:: WHAT YOU HAVE TO DO ::
Print the lines of the data, starting with the first, up to and including the line where "flag (if provided)" appears.

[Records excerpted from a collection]
+++

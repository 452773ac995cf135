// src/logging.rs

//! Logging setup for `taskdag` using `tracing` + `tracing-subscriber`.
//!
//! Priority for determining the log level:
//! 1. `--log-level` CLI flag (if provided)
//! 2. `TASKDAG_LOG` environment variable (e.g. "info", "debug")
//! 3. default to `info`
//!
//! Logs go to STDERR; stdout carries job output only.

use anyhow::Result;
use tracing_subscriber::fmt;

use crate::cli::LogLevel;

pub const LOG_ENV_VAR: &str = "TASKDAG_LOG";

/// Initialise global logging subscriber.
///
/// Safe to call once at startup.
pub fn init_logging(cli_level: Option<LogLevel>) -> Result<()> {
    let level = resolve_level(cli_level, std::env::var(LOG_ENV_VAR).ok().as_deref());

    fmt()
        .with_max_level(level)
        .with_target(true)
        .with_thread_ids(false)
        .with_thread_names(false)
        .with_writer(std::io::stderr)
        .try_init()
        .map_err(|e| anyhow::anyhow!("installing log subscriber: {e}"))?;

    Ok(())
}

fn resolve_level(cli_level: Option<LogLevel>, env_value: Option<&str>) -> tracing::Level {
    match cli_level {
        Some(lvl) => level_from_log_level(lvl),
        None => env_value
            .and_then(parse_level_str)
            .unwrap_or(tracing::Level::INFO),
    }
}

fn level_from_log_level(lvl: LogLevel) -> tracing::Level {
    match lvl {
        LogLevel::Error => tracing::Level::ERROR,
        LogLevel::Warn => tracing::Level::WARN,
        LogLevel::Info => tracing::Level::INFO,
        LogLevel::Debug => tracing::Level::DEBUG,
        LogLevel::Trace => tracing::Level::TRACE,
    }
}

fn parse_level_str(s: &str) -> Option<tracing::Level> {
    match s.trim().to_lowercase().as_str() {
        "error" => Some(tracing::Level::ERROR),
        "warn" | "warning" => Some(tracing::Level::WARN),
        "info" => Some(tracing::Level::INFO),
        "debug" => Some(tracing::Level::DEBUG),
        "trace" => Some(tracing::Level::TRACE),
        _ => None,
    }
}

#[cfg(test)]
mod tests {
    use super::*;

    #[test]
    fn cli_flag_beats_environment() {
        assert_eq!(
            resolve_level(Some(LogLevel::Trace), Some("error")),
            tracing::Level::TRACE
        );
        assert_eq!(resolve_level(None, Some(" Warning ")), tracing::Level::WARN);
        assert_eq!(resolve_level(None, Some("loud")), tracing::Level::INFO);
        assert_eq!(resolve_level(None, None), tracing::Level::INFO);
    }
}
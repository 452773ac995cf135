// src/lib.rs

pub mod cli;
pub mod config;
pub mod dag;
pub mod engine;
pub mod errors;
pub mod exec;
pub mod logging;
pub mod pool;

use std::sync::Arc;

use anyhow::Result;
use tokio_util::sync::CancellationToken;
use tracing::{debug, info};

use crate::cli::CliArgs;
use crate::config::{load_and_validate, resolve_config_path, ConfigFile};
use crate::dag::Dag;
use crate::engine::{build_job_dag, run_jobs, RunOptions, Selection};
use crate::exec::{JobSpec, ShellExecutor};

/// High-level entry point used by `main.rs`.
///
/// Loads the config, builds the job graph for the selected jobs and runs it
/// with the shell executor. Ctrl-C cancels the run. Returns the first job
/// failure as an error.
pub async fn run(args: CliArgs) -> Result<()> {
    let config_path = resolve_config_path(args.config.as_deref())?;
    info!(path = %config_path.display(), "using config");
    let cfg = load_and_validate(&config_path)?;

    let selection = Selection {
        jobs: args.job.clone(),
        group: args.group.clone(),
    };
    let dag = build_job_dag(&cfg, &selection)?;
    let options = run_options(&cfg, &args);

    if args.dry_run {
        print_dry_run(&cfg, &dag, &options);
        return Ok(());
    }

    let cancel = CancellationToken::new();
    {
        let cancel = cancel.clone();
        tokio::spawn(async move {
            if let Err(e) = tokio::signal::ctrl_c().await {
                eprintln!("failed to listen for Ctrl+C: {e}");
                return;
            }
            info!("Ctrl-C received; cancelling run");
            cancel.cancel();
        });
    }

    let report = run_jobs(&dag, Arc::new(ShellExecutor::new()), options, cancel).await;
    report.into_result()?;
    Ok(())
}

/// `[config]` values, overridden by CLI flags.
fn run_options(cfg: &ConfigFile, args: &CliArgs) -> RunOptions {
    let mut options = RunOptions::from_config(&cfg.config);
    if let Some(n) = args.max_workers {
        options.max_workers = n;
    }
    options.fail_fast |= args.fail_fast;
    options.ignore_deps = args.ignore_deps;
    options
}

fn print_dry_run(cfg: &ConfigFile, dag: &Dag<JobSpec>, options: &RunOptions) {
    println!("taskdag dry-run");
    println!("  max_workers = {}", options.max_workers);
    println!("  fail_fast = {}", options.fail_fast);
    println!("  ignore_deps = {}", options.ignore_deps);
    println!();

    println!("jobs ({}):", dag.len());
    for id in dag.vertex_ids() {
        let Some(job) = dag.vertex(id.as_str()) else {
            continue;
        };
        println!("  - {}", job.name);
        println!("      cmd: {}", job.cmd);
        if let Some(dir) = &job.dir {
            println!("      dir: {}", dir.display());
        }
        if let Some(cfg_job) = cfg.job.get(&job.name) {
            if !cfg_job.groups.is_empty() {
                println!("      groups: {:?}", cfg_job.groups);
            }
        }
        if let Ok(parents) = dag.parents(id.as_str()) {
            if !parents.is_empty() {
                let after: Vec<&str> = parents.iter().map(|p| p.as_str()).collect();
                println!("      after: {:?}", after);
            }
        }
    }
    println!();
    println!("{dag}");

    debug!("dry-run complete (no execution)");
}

+++

:: ANSWER FOR THIS EXERCISE ::
repository 452773ac995cf135
// src/logging.rs

//! Logging setup for `taskdag` using `tracing` + `tracing-subscriber`.
//!
//! Priority for determining the log level:
//! 1. `--log-level` CLI flag (if provided)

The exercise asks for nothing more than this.